EXERCISE REQUIREMENTS. Give back a single number: the count of lines in the data that contain the string "OperationsNode".

Saved data entries:
------------------------
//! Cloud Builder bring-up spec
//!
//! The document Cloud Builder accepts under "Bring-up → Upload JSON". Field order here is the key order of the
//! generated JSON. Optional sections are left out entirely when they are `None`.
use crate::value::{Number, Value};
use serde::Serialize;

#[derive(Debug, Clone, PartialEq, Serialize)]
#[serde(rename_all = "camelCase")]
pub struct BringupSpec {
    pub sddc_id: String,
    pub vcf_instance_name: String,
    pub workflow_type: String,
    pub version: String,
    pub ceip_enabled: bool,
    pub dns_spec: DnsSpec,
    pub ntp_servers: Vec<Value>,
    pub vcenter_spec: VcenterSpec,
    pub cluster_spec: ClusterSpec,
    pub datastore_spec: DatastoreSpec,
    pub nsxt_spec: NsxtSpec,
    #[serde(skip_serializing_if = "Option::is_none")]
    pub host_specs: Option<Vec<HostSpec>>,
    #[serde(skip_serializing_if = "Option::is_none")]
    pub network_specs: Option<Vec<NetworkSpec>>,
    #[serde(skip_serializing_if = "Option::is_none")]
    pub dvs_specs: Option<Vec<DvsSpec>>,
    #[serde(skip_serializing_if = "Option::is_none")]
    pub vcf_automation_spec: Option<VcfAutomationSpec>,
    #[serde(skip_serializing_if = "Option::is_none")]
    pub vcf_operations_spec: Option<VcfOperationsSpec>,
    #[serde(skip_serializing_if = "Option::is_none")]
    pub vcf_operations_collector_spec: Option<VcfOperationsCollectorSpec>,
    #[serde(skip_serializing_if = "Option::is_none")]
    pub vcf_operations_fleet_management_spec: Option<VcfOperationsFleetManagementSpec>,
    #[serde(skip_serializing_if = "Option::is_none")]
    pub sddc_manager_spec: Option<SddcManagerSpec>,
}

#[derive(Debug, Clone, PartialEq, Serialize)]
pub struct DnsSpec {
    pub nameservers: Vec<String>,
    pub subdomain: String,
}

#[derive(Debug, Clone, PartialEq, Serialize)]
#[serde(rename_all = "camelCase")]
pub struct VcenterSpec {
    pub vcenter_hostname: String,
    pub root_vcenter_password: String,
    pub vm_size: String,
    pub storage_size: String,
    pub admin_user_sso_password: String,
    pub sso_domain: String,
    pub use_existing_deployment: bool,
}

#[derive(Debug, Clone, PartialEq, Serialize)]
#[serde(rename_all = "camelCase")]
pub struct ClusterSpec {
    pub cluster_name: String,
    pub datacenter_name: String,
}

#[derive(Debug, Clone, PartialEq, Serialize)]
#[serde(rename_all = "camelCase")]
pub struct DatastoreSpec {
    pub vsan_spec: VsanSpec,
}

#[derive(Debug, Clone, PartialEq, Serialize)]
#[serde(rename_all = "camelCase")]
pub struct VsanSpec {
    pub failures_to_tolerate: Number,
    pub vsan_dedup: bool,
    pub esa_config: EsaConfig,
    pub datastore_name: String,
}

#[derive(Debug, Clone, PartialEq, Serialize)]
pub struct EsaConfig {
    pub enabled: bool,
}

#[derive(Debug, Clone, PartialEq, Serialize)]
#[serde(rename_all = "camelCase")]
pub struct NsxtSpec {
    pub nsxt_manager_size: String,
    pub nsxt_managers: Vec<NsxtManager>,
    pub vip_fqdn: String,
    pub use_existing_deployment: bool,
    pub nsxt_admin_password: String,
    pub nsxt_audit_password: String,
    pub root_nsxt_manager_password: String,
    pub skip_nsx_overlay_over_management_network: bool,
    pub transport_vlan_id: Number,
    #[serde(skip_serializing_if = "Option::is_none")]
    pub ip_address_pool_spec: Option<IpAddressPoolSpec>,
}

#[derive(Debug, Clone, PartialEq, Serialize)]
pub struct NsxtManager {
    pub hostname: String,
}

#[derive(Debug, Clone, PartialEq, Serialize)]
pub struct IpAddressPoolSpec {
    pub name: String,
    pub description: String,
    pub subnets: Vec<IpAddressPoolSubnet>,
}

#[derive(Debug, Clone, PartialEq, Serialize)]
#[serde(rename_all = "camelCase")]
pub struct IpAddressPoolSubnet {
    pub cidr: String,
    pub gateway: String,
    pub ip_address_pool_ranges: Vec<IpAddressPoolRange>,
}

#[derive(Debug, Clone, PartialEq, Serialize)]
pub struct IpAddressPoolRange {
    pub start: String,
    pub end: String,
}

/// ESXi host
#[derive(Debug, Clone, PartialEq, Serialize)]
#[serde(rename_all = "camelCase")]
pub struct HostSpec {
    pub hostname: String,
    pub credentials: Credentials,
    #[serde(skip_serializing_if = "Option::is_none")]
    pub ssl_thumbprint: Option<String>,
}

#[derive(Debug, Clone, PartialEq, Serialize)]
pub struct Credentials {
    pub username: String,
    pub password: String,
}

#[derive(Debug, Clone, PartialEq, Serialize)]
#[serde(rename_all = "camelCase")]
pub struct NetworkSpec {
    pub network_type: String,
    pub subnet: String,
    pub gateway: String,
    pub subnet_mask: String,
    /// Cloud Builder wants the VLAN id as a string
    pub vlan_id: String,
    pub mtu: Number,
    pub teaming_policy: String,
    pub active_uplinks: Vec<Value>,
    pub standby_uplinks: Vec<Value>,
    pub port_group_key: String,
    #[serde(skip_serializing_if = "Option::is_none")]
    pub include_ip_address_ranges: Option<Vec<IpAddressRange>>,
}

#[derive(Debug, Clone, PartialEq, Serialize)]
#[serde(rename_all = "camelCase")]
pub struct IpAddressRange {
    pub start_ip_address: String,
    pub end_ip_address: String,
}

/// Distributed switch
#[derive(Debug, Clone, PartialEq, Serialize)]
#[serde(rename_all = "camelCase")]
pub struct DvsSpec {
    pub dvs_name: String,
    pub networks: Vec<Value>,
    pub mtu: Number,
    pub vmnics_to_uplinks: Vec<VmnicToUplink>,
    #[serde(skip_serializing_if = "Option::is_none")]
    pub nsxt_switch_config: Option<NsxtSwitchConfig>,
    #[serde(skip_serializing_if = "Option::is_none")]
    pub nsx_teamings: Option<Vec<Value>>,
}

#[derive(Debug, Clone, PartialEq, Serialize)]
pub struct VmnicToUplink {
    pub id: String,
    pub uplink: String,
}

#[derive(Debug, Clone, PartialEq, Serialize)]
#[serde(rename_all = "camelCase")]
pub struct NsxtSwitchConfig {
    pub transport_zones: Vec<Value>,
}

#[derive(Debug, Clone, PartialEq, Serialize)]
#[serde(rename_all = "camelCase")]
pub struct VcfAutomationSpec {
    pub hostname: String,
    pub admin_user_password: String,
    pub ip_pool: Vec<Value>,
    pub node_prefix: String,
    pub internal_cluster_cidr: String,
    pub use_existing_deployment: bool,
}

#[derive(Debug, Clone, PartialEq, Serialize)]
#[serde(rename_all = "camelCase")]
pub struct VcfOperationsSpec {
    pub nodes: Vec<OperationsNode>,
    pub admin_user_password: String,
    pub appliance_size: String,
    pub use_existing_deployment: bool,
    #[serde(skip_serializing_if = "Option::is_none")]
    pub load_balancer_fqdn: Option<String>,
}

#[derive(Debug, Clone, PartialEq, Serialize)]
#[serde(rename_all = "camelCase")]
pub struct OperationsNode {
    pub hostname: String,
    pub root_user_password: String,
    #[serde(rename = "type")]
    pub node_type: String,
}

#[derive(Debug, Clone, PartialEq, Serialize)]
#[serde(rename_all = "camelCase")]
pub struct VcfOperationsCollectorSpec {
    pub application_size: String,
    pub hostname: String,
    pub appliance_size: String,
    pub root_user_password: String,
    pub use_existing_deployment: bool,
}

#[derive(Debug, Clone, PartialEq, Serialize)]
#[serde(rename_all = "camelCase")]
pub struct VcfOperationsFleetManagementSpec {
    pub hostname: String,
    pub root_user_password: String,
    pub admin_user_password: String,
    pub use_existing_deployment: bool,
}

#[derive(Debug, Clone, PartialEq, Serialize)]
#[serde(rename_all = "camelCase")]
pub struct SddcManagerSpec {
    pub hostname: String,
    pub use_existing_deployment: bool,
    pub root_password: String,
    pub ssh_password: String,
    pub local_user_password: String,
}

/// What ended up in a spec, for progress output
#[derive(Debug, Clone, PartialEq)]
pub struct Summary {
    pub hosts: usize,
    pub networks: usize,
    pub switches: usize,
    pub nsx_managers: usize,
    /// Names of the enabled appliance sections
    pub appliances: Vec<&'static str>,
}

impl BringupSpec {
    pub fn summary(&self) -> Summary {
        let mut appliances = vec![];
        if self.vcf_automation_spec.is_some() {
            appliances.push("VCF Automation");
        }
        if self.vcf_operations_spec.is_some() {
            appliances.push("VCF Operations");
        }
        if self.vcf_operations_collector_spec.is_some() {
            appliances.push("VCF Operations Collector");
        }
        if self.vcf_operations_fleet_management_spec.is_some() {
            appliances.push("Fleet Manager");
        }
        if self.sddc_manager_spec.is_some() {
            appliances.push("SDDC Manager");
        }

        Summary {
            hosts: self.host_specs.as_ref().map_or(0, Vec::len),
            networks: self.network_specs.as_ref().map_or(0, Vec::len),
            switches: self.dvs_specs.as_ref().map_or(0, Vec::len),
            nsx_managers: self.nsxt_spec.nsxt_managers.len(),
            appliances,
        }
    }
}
------------------------
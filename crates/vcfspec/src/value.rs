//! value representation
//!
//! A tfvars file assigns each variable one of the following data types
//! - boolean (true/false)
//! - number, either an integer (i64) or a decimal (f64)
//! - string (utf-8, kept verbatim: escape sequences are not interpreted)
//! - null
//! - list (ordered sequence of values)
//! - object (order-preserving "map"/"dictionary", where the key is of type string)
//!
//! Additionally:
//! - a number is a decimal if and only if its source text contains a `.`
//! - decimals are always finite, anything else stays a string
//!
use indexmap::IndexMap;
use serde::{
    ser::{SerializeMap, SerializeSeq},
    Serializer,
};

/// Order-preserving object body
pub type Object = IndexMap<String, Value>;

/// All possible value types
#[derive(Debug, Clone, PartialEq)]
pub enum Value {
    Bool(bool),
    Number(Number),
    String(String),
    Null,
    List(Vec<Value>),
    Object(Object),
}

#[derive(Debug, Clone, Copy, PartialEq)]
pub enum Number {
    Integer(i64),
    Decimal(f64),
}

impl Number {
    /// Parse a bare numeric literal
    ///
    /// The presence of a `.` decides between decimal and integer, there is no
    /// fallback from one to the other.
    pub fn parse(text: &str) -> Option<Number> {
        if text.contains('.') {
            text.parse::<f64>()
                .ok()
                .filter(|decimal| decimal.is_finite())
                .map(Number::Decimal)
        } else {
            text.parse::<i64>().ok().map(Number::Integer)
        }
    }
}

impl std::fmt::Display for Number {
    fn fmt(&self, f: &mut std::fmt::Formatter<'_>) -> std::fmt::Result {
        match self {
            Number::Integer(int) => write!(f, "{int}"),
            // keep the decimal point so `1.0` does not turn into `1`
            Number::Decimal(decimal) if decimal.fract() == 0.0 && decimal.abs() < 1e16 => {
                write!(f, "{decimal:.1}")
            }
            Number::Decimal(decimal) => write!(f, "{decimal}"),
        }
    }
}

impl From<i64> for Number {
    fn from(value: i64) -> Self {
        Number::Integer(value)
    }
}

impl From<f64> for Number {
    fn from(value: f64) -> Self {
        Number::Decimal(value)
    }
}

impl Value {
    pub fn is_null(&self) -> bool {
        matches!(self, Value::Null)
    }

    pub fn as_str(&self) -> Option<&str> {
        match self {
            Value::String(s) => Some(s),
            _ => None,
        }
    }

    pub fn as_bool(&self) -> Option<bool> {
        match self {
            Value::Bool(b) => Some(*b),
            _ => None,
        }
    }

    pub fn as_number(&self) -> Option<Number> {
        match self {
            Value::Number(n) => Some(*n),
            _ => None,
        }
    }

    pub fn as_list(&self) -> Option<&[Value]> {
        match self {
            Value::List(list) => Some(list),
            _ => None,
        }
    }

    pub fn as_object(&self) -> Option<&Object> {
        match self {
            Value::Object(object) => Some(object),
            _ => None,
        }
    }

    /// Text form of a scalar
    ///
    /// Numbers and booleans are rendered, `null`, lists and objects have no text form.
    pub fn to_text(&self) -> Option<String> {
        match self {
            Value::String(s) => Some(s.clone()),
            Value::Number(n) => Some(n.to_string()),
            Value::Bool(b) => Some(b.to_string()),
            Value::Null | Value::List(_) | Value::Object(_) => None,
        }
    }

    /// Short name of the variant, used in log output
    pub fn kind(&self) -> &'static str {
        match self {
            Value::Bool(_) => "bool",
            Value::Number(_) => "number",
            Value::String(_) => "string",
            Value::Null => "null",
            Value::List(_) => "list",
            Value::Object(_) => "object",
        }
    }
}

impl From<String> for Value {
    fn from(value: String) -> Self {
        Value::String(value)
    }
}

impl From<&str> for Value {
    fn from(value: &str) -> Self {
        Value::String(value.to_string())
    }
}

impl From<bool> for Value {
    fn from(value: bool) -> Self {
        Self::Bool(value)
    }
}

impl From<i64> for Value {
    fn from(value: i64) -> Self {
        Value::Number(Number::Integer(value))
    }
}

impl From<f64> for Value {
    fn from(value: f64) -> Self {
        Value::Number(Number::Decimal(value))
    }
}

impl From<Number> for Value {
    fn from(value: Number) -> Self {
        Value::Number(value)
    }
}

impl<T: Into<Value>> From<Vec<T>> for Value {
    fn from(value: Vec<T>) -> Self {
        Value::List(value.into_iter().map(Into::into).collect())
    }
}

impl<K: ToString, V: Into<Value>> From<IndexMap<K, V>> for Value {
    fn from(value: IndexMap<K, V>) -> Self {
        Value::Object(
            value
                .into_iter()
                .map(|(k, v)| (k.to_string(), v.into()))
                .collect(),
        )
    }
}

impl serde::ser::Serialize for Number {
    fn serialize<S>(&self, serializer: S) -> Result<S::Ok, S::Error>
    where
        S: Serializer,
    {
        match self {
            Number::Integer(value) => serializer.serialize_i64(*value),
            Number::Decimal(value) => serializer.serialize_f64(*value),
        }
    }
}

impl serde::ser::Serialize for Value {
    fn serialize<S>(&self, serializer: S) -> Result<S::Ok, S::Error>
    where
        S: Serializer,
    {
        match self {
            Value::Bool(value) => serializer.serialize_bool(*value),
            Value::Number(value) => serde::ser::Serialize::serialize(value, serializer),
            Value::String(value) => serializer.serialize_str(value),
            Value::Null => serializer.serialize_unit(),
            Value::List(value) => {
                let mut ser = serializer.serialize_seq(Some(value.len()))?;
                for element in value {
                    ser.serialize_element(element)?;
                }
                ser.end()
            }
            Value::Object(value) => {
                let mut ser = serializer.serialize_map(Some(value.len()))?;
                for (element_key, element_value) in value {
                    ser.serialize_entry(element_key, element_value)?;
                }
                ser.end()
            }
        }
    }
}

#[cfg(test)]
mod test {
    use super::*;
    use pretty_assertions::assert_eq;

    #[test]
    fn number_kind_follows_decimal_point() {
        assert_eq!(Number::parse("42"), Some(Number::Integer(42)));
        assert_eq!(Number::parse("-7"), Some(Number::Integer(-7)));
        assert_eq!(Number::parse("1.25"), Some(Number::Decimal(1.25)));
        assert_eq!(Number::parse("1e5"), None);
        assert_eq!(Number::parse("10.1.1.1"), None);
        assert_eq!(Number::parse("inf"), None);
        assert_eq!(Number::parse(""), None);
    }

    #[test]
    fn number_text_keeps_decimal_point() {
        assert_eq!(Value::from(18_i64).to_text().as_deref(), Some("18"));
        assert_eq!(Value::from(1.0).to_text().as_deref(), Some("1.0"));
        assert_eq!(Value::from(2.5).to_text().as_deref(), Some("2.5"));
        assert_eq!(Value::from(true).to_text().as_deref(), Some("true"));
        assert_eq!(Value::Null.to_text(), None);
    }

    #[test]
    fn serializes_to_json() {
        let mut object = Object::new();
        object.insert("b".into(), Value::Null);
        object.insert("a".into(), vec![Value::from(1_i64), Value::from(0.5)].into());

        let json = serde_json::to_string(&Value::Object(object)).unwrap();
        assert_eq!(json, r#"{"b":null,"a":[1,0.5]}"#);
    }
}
------------------------
RESULT OF THE EXERCISE. 2